NovelToon NovelToon
Janji-janji Yang Tertelan Kekeras Kepala

Janji-janji Yang Tertelan Kekeras Kepala

Status: sedang berlangsung
Genre:Kehidupan Manis Setelah Patah Hati / Penyesalan Suami / Slice of Life
Popularitas:252
Nilai: 5
Nama Author: Ningsih Niluh

Dewi ingat janji-janji manis Arif saat menikah: melindungi dan membuatnya bahagia. Tapi kekeras kepala dan kecanduan judi membuat janji itu hilang – Arif selalu sibuk di meja taruhan, tak mau mendengar nasihat.

Arif punya kakak laki-laki dan adik perempuan, tapi ia dan adik perempuannya paling dicintai ibunya, Bu Siti. Setiap masalah akibat judi, Bu Siti selalu menyalahkan Dewi.

Dewi merasa harapannya hancur oleh kekeras kepala Arif dan sikap mertuanya. Akhirnya, ia harus memutuskan: tetap menunggu atau melarikan diri dari perlakuan tidak adil?

Karya ini diterbitkan atas izin NovelToon Ningsih Niluh, isi konten hanyalah pandangan pribadi pembuatnya, tidak mewakili NovelToon sendiri

Lelah Berharap, Sudah Waktunya Berhenti"

Matahari sudah terbenam ketika bunyi motor Arif terdengar lagi di depan rumah. Dewi masih duduk di lantai dapur, piring yang berisi sisa nasi garam masih di depannya. Ia tidak bergerak, hanya menatap lantai dengan wajah yang tenang dan dingin—seperti sudah mempersiapkan sesuatu yang sudah lama ia pikirkan.

Arif turun dari motor, membuka pintu dengan kasar. Ia melihat Dewi yang duduk di lantai, dan menghela nafas. "Kenapa kamu duduk di situ? Rumah kok kacau begini?" ujarnya dengan nada yang marah, seolah-olah itu yang paling penting.

Dewi berdiri dengan lemah, menyimpan piring ke lemari. Ia menghadapi Arif dengan mata yang tenang, tanpa ada tanda emosi apapun. Itu membuat Arif merasa tidak nyaman—biasanya Dewi akan menangis atau berteriak, tapi hari ini, dia terasa seperti orang asing.

"Arif," panggilnya dengan suara yang rendah tapi jelas. "Aku mau tanya sesuatu."

Arif mengangkat alisnya. "Apa? Cepet-cepet ya, aku mau keluar lagi."

"Diajak siapa?" tanya Dewi, tapi tidak menunggu jawaban. "Yang utama, Arif—apakah kamu punya uang?"

Arif terkejut sejenak, tapi segera menyembunyikannya dengan wajah yang tegas. "Tidak ada.

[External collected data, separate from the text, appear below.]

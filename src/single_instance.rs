// This Source Code Form is subject to the terms of the Mozilla Public
// License, v. 2.0. If a copy of the MPL was not distributed with this
// file, You can obtain one at http://mozilla.org/MPL/2.0/.

//! Single-instance mechanism using D-Bus.
//!
//! The panel instance owns [`DBUS_NAME`] and runs every command line it is
//! handed. A later invocation forwards its arguments there, prints the reply
//! and exits with the reply's code instead of starting a second panel.

use crate::audio::PulseRequest;
use appvol_ipc::{CommandReply, DBUS_INTERFACE, DBUS_NAME, DBUS_PATH};
use std::sync::mpsc;
use tracing::{debug, error, info, warn};
use zbus::blocking;

/// Forward `args` to a running instance.
///
/// Returns the instance's reply, or `None` if no instance is running (the
/// caller should handle the command itself).
pub fn try_forward(args: &[String]) -> Option<CommandReply> {
    let conn = match blocking::Connection::session() {
        Ok(c) => c,
        Err(e) => {
            warn!("Could not connect to session D-Bus: {}", e);
            return None;
        }
    };

    let owned = conn
        .call_method(
            Some("org.freedesktop.DBus"),
            "/org/freedesktop/DBus",
            Some("org.freedesktop.DBus"),
            "NameHasOwner",
            &(DBUS_NAME,),
        )
        .and_then(|msg| msg.body().deserialize::<bool>())
        .unwrap_or(false);

    if !owned {
        debug!("No running instance owns {}", DBUS_NAME);
        return None;
    }

    info!("Forwarding {:?} to the running instance", args);
    let reply = conn
        .call_method(
            Some(DBUS_NAME),
            DBUS_PATH,
            Some(DBUS_INTERFACE),
            "Run",
            &(args,),
        )
        .and_then(|msg| msg.body().deserialize::<CommandReply>());

    match reply {
        Ok(reply) => Some(reply),
        Err(e) => {
            // The owner may have exited between the two calls.
            warn!("Forwarding to running instance failed: {}", e);
            None
        }
    }
}

/// D-Bus interface served by the panel instance.
struct CommandService {
    tx: mpsc::Sender<PulseRequest>,
}

#[zbus::interface(name = "com.appvol.Manager")]
impl CommandService {
    /// Run a forwarded command line and return its exit code and output.
    async fn run(&self, args: Vec<String>) -> CommandReply {
        info!("Received command {:?} from another instance", args);
        let (reply_tx, reply_rx) = tokio::sync::oneshot::channel();

        let request = PulseRequest::Command {
            args,
            reply: reply_tx,
        };
        if self.tx.send(request).is_err() {
            return CommandReply::failure("Audio session is not running");
        }

        match reply_rx.await {
            Ok(reply) => reply,
            Err(_) => CommandReply::failure("Audio session ended before replying"),
        }
    }
}

/// Serve the command interface from a background thread.
///
/// Forwarded command lines are turned into [`PulseRequest::Command`]s on
/// `tx`.
pub fn start_command_listener(tx: mpsc::Sender<PulseRequest>) {
    std::thread::spawn(move || {
        let rt = match tokio::runtime::Builder::new_current_thread()
            .enable_all()
            .build()
        {
            Ok(rt) => rt,
            Err(e) => {
                error!("Failed to create runtime for command listener: {}", e);
                return;
            }
        };

        rt.block_on(async {
            let service = CommandService { tx };

            let builder = match zbus::connection::Builder::session() {
                Ok(b) => b,
                Err(e) => {
                    warn!("Failed to create D-Bus session builder: {}", e);
                    return;
                }
            };

            let builder = match builder.name(DBUS_NAME) {
                Ok(b) => b,
                Err(e) => {
                    warn!("Failed to request D-Bus name {}: {}", DBUS_NAME, e);
                    return;
                }
            };

            let builder = match builder.serve_at(DBUS_PATH, service) {
                Ok(b) => b,
                Err(e) => {
                    warn!("Failed to serve at {}: {}", DBUS_PATH, e);
                    return;
                }
            };

            match builder.build().await {
                Ok(_conn) => {
                    info!("Command listener registered on D-Bus as {}", DBUS_NAME);
                    std::future::pending::<()>().await;
                }
                Err(e) => {
                    warn!("Failed to register on D-Bus: {}", e);
                }
            }
        });
    });
}

#[cfg(test)]
mod tests {
    use super::*;

    #[tokio::test]
    async fn test_run_relays_through_pulse_thread() {
        let (tx, rx) = mpsc::channel();
        let service = CommandService { tx };

        let responder = std::thread::spawn(move || match rx.recv() {
            Ok(PulseRequest::Command { args, reply }) => {
                let _ = reply.send(CommandReply::success(args.join(" ")));
            }
            other => panic!("unexpected request: {:?}", other),
        });

        let reply = service.run(vec!["active".into(), "mute".into()]).await;
        responder.join().unwrap();

        assert!(reply.is_success());
        assert_eq!(reply.output, "active mute");
    }

    #[tokio::test]
    async fn test_run_without_pulse_thread_fails() {
        let (tx, rx) = mpsc::channel();
        drop(rx);
        let service = CommandService { tx };

        let reply = service.run(vec!["active".into()]).await;
        assert!(!reply.is_success());
    }
}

Sudah kubilang kan, aku tak punya uang lagi. Kamu mau nanya apa lagi?"

Dewi hanya mengangguk, matanya tetap menatap Arif. "Beneran?"

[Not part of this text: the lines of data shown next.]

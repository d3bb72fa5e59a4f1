// This Source Code Form is subject to the terms of the Mozilla Public
// License, v. 2.0. If a copy of the MPL was not distributed with this
// file, You can obtain one at http://mozilla.org/MPL/2.0/.

//! Ordered collection of tracked streams.
//!
//! Entries keep the order in which they were discovered. That order is the
//! row order on screen and the navigation order for the active selection.

use crate::audio::types::{StreamAttributes, StreamIndex};
use crate::streams::display::DisplaySink;
use crate::streams::entry::StreamEntry;
use tracing::{debug, trace};

#[derive(Debug, Default)]
pub struct StreamRegistry {
    entries: Vec<StreamEntry>,
}

impl StreamRegistry {
    pub fn new() -> Self {
        Self::default()
    }

    /// Create or refresh the entry for `attrs.index`.
    ///
    /// New entries are appended. Known entries get their label, icon and
    /// volume replaced in place; the volume write and the resulting display
    /// update happen with echo suppression on.
    pub fn upsert(
        &mut self,
        attrs: &StreamAttributes,
        display: &mut dyn DisplaySink,
    ) -> &StreamEntry {
        let position = match self.position(attrs.index) {
            Some(position) => {
                let entry = &mut self.entries[position];
                entry.label = attrs.display_label().to_string();
                entry.icon_hint = attrs.display_icon().to_string();

                entry.echo_suppressed = true;
                entry.volume = attrs.volume.clone();
                display.entry_updated(entry);
                entry.echo_suppressed = false;

                trace!("Updated stream {} ({})", entry.index, entry.label);
                position
            }
            None => {
                let entry = StreamEntry::new(attrs);
                debug!("New stream {} ({})", entry.index, entry.label);
                display.entry_created(&entry);
                self.entries.push(entry);
                self.entries.len() - 1
            }
        };

        &self.entries[position]
    }

    /// Remove the entry for `index`. Unknown indices are ignored.
    pub fn remove(&mut self, index: StreamIndex) -> Option<StreamEntry> {
        match self.position(index) {
            Some(position) => Some(self.entries.remove(position)),
            None => {
                trace!("Ignoring removal of unknown stream {}", index);
                None
            }
        }
    }

    /// Current entries in discovery order.
    pub fn entries(&self) -> impl Iterator<Item = &StreamEntry> {
        self.entries.iter()
    }

    pub fn get(&self, index: StreamIndex) -> Option<&StreamEntry> {
        self.entries.iter().find(|e| e.index == index)
    }

    pub fn get_mut(&mut self, index: StreamIndex) -> Option<&mut StreamEntry> {
        self.entries.iter_mut().find(|e| e.index == index)
    }

    pub fn contains(&self, index: StreamIndex) -> bool {
        self.position(index).is_some()
    }

    /// Position of `index` in discovery order.
    pub fn position(&self, index: StreamIndex) -> Option<usize> {
        self.entries.iter().position(|e| e.index == index)
    }

    /// Entry at `position` in discovery order.
    pub fn at(&self, position: usize) -> Option<&StreamEntry> {
        self.entries.get(position)
    }

    pub fn first(&self) -> Option<&StreamEntry> {
        self.entries.first()
    }

    pub fn len(&self) -> usize {
        self.entries.len()
    }

    pub fn is_empty(&self) -> bool {
        self.entries.is_empty()
    }
}

#[cfg(test)]
mod tests {
    use super::*;
    use crate::streams::testing::{attrs, Notice, RecordingDisplay};

    fn indices(registry: &StreamRegistry) -> Vec<StreamIndex> {
        registry.entries().map(|e| e.index).collect()
    }

    #[test]
    fn test_upsert_is_idempotent() {
        let mut registry = StreamRegistry::new();
        let mut display = RecordingDisplay::default();
        let music = attrs(7, "Music", 0.5);

        registry.upsert(&music, &mut display);
        let first = registry.get(7).map(|e| (e.label.clone(), e.volume.clone()));
        registry.upsert(&music, &mut display);

        assert_eq!(registry.len(), 1);
        assert_eq!(registry.get(7).map(|e| (e.label.clone(), e.volume.clone())), first);
    }

    #[test]
    fn test_order_follows_discovery() {
        let mut registry = StreamRegistry::new();
        let mut display = RecordingDisplay::default();

        registry.upsert(&attrs(9, "a", 0.1), &mut display);
        registry.upsert(&attrs(2, "b", 0.2), &mut display);
        registry.upsert(&attrs(9, "a2", 0.3), &mut display);
        registry.upsert(&attrs(5, "c", 0.4), &mut display);
        registry.upsert(&attrs(2, "b2", 0.5), &mut display);

        assert_eq!(indices(&registry), vec![9, 2, 5]);
        assert_eq!(registry.get(9).map(|e| e.label.as_str()), Some("a2"));
    }

    #[test]
    fn test_update_runs_with_echo_suppressed() {
        let mut registry = StreamRegistry::new();
        let mut display = RecordingDisplay::default();

        registry.upsert(&attrs(1, "a", 0.5), &mut display);
        let entry = registry.upsert(&attrs(1, "a", 0.8), &mut display);

        assert!(!entry.echo_suppressed);
        assert!((entry.representative_volume() - 0.8).abs() < 1e-4);
        assert_eq!(
            display.notices,
            vec![Notice::Created(1), Notice::Updated(1, true)]
        );
    }

    #[test]
    fn test_remove_unknown_is_noop() {
        let mut registry = StreamRegistry::new();
        let mut display = RecordingDisplay::default();
        registry.upsert(&attrs(1, "a", 0.5), &mut display);

        assert!(registry.remove(42).is_none());
        assert!(registry.remove(1).is_some());
        assert!(registry.remove(1).is_none());
        assert!(registry.is_empty());
    }

    #[test]
    fn test_removed_index_can_be_reused() {
        let mut registry = StreamRegistry::new();
        let mut display = RecordingDisplay::default();
        registry.upsert(&attrs(1, "old", 0.5), &mut display);
        registry.upsert(&attrs(2, "b", 0.5), &mut display);
        registry.remove(1);
        registry.upsert(&attrs(1, "new", 0.5), &mut display);

        assert_eq!(indices(&registry), vec![2, 1]);
        assert_eq!(registry.get(1).map(|e| e.label.as_str()), Some("new"));
    }

    #[test]
    fn test_missing_label_uses_sentinel() {
        let mut registry = StreamRegistry::new();
        let mut display = RecordingDisplay::default();
        let mut unnamed = attrs(3, "", 0.5);
        unnamed.label = None;

        let entry = registry.upsert(&unnamed, &mut display);
        assert_eq!(entry.label, crate::audio::types::UNTITLED_LABEL);
        assert_eq!(entry.icon_hint, crate::audio::types::DEFAULT_ICON);
    }
}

"Iya, beneran. Apa mau kubuktikan?" jawab Arif sambil mengangguk, tapi matanya tidak berani bertemu mata Dewi. Dia merasa ada sesuatu yang salah dengan tenangnya Dewi—seolah dia tahu apa yang tersembunyi.

"Kalau begitu, kenapa kamu selalu keluar malam-malam? Dari mana uang buat beli bensin motormu dan dimana kamu makan?" tanya Dewi lagi, suara tetap tenang. Arif terkejut, tidak menyangka Dewi akan menanyakannya itu. Arif memutar mata, mencoba mencari alasan.

"Bensin? Diberi teman lah, aku makan di rumah ibu. Kamu terlalu banyak berpikir, Dewi. Sudahlah, aku mau keluar."

Tapi Dewi tidak mengizinkannya pergi. Dewi merasa Arif lebih memilih makan di rumah ibunya tanpa mempedulikan Dewi, namun Dewi tak peduli lagi. Ia berdiri di depan pintu, menghalangi jalan Arif, "Tunggu. Aku belum selesai bertanya. Kalau secara tidak sengaja, kamu punya uang—meskipun sedikit—akankah kamu berikan padaku untuk kebutuhan rumah setidaknya untuk ku makan?"

Arif marah, menegaskan tangannya. "Aku bilang tidak punya! Kenapa kamu nanya-nanya terus? Kalau ada juga—" dia berhenti sejenak, menyadari dia hampir mengatakan sesuatu yang tidak seharusnya. Tapi sudah terlambat. "—kalau ada juga, aku tidak akan berikan. Kamu selalu minta uang, tidak pernah puas dan sangat boros!"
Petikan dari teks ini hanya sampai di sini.